The recent legalization of marijuana in Colorado and Washington isn't just about people smoking leaves and buds. Among young users, the most popular form of pot is now something called butane honey oil. It's a concentrated marijuana resin. It is legal where marijuana is legal, but its popularity worries public safety officials. That's in part because making the substance can have explosive side effects. NPR's Martin Kaste reports from Seattle.

MARTIN KASTE, BYLINE: There have always been forms of hash oils out there, but these days they're much stronger, thanks to the expertise of people like Jeremy Kelsey.

JEREMY KELSEY: This starting out, this is the pure THC concentrate that comes from the plant.

KASTE: Kelsey's showing off a Pyrex dish that contains something that looks like green syrup. He dabs at it with a toothpick and tries to convey just how much marijuana this represents.

KELSEY: There's pounds literally that went into this dish.

KASTE: Pounds of marijuana bud?

KELSEY: Yeah, yeah. Yes. This is straight flowers that makes this. This isn't leaf or nothing. This is straight flowers.

KASTE: Kelsey runs a medical marijuana store north of Seattle and he calls this syrup pain medication for cancer patients. Recreational users have other names for it: wax, honey oil, shatter or just plain dabs. They smoke it, vaporize it, even eat it. It produces a gut-wrenching high that makes regular pot seem weak, a high that motivates some of them to share their fun on YouTube.


KASTE: Some people like hash oil so much they make it at home.

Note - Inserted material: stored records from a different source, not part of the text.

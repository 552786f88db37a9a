// Copyright (c) 2025 Bazaryab Contributors
//
// Licensed under the MIT License
// See LICENSE file in the project root for full license information.

//! Site adapters for the supported marketplaces, plus the shared HTTP
//! fetcher and HTML parsing helpers they build on.

pub mod bama;
pub mod digikala;
pub mod divar;
pub mod fetcher;
pub mod parse;
pub mod sheypoor;
pub mod torob;

use std::sync::Arc;

use crate::config::Settings;
use crate::domain::adapter::{AdapterError, SiteAdapter};

pub use fetcher::HttpFetcher;

/// Builds the full adapter roster, honoring per-site base URL overrides.
pub fn build_adapters(settings: &Settings) -> Result<Vec<Arc<dyn SiteAdapter>>, AdapterError> {
    let fetcher = Arc::new(HttpFetcher::new()?);
    Ok(vec![
        Arc::new(divar::DivarAdapter::new(Arc::clone(&fetcher), settings.base_url("divar"))),
        Arc::new(sheypoor::SheypoorAdapter::new(
            Arc::clone(&fetcher),
            settings.base_url("sheypoor"),
        )),
        Arc::new(bama::BamaAdapter::new(Arc::clone(&fetcher), settings.base_url("bama"))),
        Arc::new(digikala::DigikalaAdapter::new(
            Arc::clone(&fetcher),
            settings.base_url("digikala"),
        )),
        Arc::new(torob::TorobAdapter::new(Arc::clone(&fetcher), settings.base_url("torob"))),
    ])
}
// Copyright (c) 2025 Bazaryab Contributors
//
// Licensed under the MIT License
// See LICENSE file in the project root for full license information.

/// Configuration module
///
/// Application settings, defaults and per-site overrides
pub mod config;

/// Crawl module
///
/// Rate-limited, retrying, cancellable multi-site crawl orchestration
pub mod crawl;

/// Domain module
///
/// Core entities, result models and the site adapter contract
pub mod domain;

/// Engine module
///
/// The request pipeline from natural-language text to a search report
pub mod engine;

/// Language understanding module
///
/// Entity extraction, intent classification and profile/goal building
pub mod nlu;

/// Normalization module
///
/// Cross-site dedup, scoring and report assembly
pub mod normalize;

/// Query module
///
/// Expansion of search goals into per-site query filters
pub mod query;

/// Sites module
///
/// Marketplace adapters plus the shared HTTP fetcher
pub mod sites;

/// Utility module
///
/// Telemetry and other shared helpers
pub mod utils;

All you need to do is soak the marijuana in some kind of a chemical solvent which extracts the resin. Do-it-yourselfers like butane because you can buy it at the hardware store. But the trouble is butane can blow up.

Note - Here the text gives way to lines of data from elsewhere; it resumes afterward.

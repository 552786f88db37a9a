// Copyright (c) 2025 Bazaryab Contributors
//
// Licensed under the MIT License
// See LICENSE file in the project root for full license information.

//! Parallel multi-site crawl orchestration.
//!
//! Queries are grouped by site. Each site runs as one task that works
//! through its queries sequentially under that site's rate limiter, and
//! sites run concurrently up to `crawl.max_concurrent_sites`. Every site
//! task owns its own report slot; fan-in happens once at the end, so site
//! tasks never contend over shared result state.

use std::collections::{BTreeMap, HashMap};
use std::sync::Arc;
use std::time::{Duration, Instant};

use chrono::Utc;
use dashmap::DashMap;
use futures::future::join_all;
use tokio::sync::{watch, Semaphore};
use tokio::time::timeout;
use tracing::{debug, info, warn};

use crate::config::Settings;
use crate::crawl::rate_limit::SiteRateLimiter;
use crate::crawl::retry::RetryPolicy;
use crate::domain::adapter::{AdapterError, SiteAdapter};
use crate::domain::models::{
    CrawlBatchResult, CrawlErrorKind, CrawlErrorRecord, FetchedItem, RawItem, SiteQuery,
    SiteReport,
};

/// Cooperative cancellation handle. Cancelling stops new work; results
/// already collected survive in the batch report.
#[derive(Clone)]
pub struct CancelToken {
    tx: Arc<watch::Sender<bool>>,
    rx: watch::Receiver<bool>,
}

impl CancelToken {
    pub fn new() -> Self {
        let (tx, rx) = watch::channel(false);
        Self { tx: Arc::new(tx), rx }
    }

    pub fn cancel(&self) {
        let _ = self.tx.send(true);
    }

    pub fn is_cancelled(&self) -> bool {
        *self.rx.borrow()
    }

    fn watch(&self) -> watch::Receiver<bool> {
        self.rx.clone()
    }
}

impl Default for CancelToken {
    fn default() -> Self {
        Self::new()
    }
}

pub struct CrawlOrchestrator {
    adapters: HashMap<String, Arc<dyn SiteAdapter>>,
    limiters: HashMap<String, SiteRateLimiter>,
    settings: Settings,
    /// Cross-batch failure counts per site, for health reporting.
    failures: Arc<DashMap<String, u32>>,
}

impl CrawlOrchestrator {
    pub fn new(adapters: Vec<Arc<dyn SiteAdapter>>, settings: Settings) -> Self {
        let mut adapter_map = HashMap::new();
        let mut limiters = HashMap::new();
        for adapter in adapters {
            let name = adapter.name().to_string();
            limiters.insert(name.clone(), SiteRateLimiter::new(settings.min_delay(&name)));
            adapter_map.insert(name, adapter);
        }
        Self {
            adapters: adapter_map,
            limiters,
            settings,
            failures: Arc::new(DashMap::new()),
        }
    }

    /// Total errors recorded for a site across all batches so far.
    pub fn failure_count(&self, site: &str) -> u32 {
        self.failures.get(site).map(|v| *v).unwrap_or(0)
    }

    /// Runs one batch of queries and fans the per-site reports into a
    /// single result. Always returns; site failures become error records,
    /// never panics or early exits.
    ///
    /// Site groups run concurrently up to `crawl.max_concurrent_sites`;
    /// setting it to 1 runs the groups strictly one after another, which
    /// is the easiest way to read a batch's logs in order.
    pub async fn crawl_batch(
        &self,
        queries: &[SiteQuery],
        cancel: &CancelToken,
    ) -> CrawlBatchResult {
        let started = Instant::now();

        let mut by_site: BTreeMap<String, Vec<SiteQuery>> = BTreeMap::new();
        for query in queries {
            by_site.entry(query.site.clone()).or_default().push(query.clone());
        }

        info!(
            sites = by_site.len(),
            queries = queries.len(),
            "starting crawl batch"
        );

        let semaphore = Arc::new(Semaphore::new(self.settings.crawl.max_concurrent_sites.max(1)));
        let site_tasks = by_site.into_iter().map(|(site, site_queries)| {
            let semaphore = Arc::clone(&semaphore);
            let cancel = cancel.clone();
            async move {
                let _permit = semaphore.acquire().await.ok();
                let report = self.crawl_site(&site, &site_queries, &cancel).await;
                (site, report)
            }
        });

        let per_site: BTreeMap<String, SiteReport> = join_all(site_tasks).await.into_iter().collect();

        let total_items = per_site.values().map(|r| r.items.len()).sum();
        let result = CrawlBatchResult {
            success: true,
            per_site,
            total_items,
            elapsed_ms: started.elapsed().as_millis() as u64,
        };
        info!(
            total_items,
            errors = result.all_errors().len(),
            elapsed_ms = result.elapsed_ms,
            "crawl batch finished"
        );
        result
    }

    async fn crawl_site(
        &self,
        site: &str,
        queries: &[SiteQuery],
        cancel: &CancelToken,
    ) -> SiteReport {
        let started = Instant::now();
        let mut report = SiteReport::default();

        let Some(adapter) = self.adapters.get(site) else {
            self.record_failure(site);
            report.errors.push(CrawlErrorRecord {
                site: site.to_string(),
                goal_id: queries.first().map(|q| q.goal_id).unwrap_or(0),
                kind: CrawlErrorKind::Fatal,
                message: format!("no adapter registered for site '{site}'"),
            });
            report.elapsed_ms = started.elapsed().as_millis() as u64;
            return report;
        };

        let limiter = self.limiters.get(site);
        let policy = RetryPolicy::with_max_retries(self.settings.max_retries(site));
        let request_timeout = self.settings.request_timeout(site);

        for query in queries {
            if cancel.is_cancelled() {
                report.errors.push(CrawlErrorRecord {
                    site: site.to_string(),
                    goal_id: query.goal_id,
                    kind: CrawlErrorKind::Cancelled,
                    message: "crawl cancelled before query ran".to_string(),
                });
                break;
            }

            if let Some(limiter) = limiter {
                limiter.acquire().await;
            }

            match self
                .run_with_retry(adapter.as_ref(), query, &policy, request_timeout, cancel)
                .await
            {
                Ok(raw_items) => {
                    debug!(site, goal_id = query.goal_id, count = raw_items.len(), "query succeeded");
                    let crawled_at = Utc::now();
                    report.items.extend(raw_items.into_iter().map(|raw| FetchedItem {
                        source_site: site.to_string(),
                        goal_id: query.goal_id,
                        crawled_at,
                        raw,
                    }));
                }
                Err(err) => {
                    self.record_failure(site);
                    let kind = error_kind(&err);
                    warn!(site, goal_id = query.goal_id, error = %err, ?kind, "query failed");
                    report.errors.push(CrawlErrorRecord {
                        site: site.to_string(),
                        goal_id: query.goal_id,
                        kind,
                        message: err.to_string(),
                    });
                    // A fatal response (blocked, bad credentials, 4xx) will
                    // not get better for the next query on this site, and a
                    // cancelled batch runs nothing further.
                    if kind == CrawlErrorKind::Fatal || kind == CrawlErrorKind::Cancelled {
                        break;
                    }
                }
            }
        }

        report.elapsed_ms = started.elapsed().as_millis() as u64;
        report
    }

    async fn run_with_retry(
        &self,
        adapter: &dyn SiteAdapter,
        query: &SiteQuery,
        policy: &RetryPolicy,
        request_timeout: Duration,
        cancel: &CancelToken,
    ) -> Result<Vec<RawItem>, AdapterError> {
        let mut attempt = 0u32;
        let mut cancelled = cancel.watch();
        loop {
            // The in-flight call races the cancel signal; cancelling does
            // not wait for the adapter or the timeout to run out.
            let result = tokio::select! {
                outcome = timeout(request_timeout, adapter.search(query)) => match outcome {
                    Ok(inner) => inner,
                    Err(_) => Err(AdapterError::Timeout),
                },
                _ = cancelled.wait_for(|flag| *flag) => Err(AdapterError::Cancelled),
            };

            match result {
                Ok(items) => return Ok(items),
                Err(err)
                    if err.is_retryable()
                        && policy.should_retry(attempt)
                        && !cancel.is_cancelled() =>
                {
                    attempt += 1;
                    let backoff = policy.calculate_backoff(attempt);
                    debug!(
                        site = adapter.name(),
                        attempt,
                        backoff_ms = backoff.as_millis() as u64,
                        error = %err,
                        "retrying after transient failure"
                    );
                    tokio::select! {
                        _ = tokio::time::sleep(backoff) => {}
                        _ = cancelled.wait_for(|flag| *flag) => return Err(err),
                    }
                }
                Err(err) => return Err(err),
            }
        }
    }

    fn record_failure(&self, site: &str) {
        *self.failures.entry(site.to_string()).or_insert(0) += 1;
    }
}

fn error_kind(err: &AdapterError) -> CrawlErrorKind {
    match err {
        AdapterError::Timeout => CrawlErrorKind::Timeout,
        AdapterError::Cancelled => CrawlErrorKind::Cancelled,
        e if e.is_fatal() => CrawlErrorKind::Fatal,
        _ => CrawlErrorKind::Transient,
    }
}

UNIDENTIFIED MAN #1: You squish it down and make sure...


UNIDENTIFIED MAN #2: The house is on fire. The house is on fire.

KASTE: Yeah, that's on YouTube too. But you could've seen something like that in person if you'd happen to be standing outside a certain building on the south side of Seattle earlier this week. Verner O'Quinn is with the city's bomb squad.

VERNER O'QUINN: It blew out the windows, blew the wall six inches off the foundation in an area, cracked the siding.

KASTE: There's been an uptick in fires caused by people making hash oil, and not just in pot-friendly Washington state. Last year there was a bulletin about the trend from FEMA. Around Seattle, some of the explosions have been happening inside of refrigerators. O'Quinn says people here seem to think that the best place for their marijuana butane marinade is in the freezer.

O'QUINN: Maybe the process works better when it's colder. At some point what happens is it makes its way into the refrigerator or down to where the compressor is. A small spark will set it off and it generally blows the door off.

KASTE: Washington state allows adults to possess up to an ounce of pot. And turning your pot into hash oil isn't illegal per say. But if you're using explosive solvents, you might be looking at a zoning violation at the very least. The state will require commercial marijuana processors to use safer chemicals and equipment. But officials initially balked at allowing hash oil to be sold at all. Randy Simmons runs the state's pot licensing process.

RANDY SIMMONS: We're trying to move as many people out of the illicit marketplace as possible. And in order to do that, if we would have excluded these oils, we would have left a whole lot of the marketplace in the black market.

KASTE: In other words, they decided that the concentrates were just too popular not to legalize. As a compromise they said that it had to be diluted with food or some other substance. But with experience those rules could change. Simmons points out that liquor laws were constantly fine-tuned after prohibition. And he expects that the same may happen with marijuana and its more potent derivatives. Martin Kaste, NPR News, Seattle.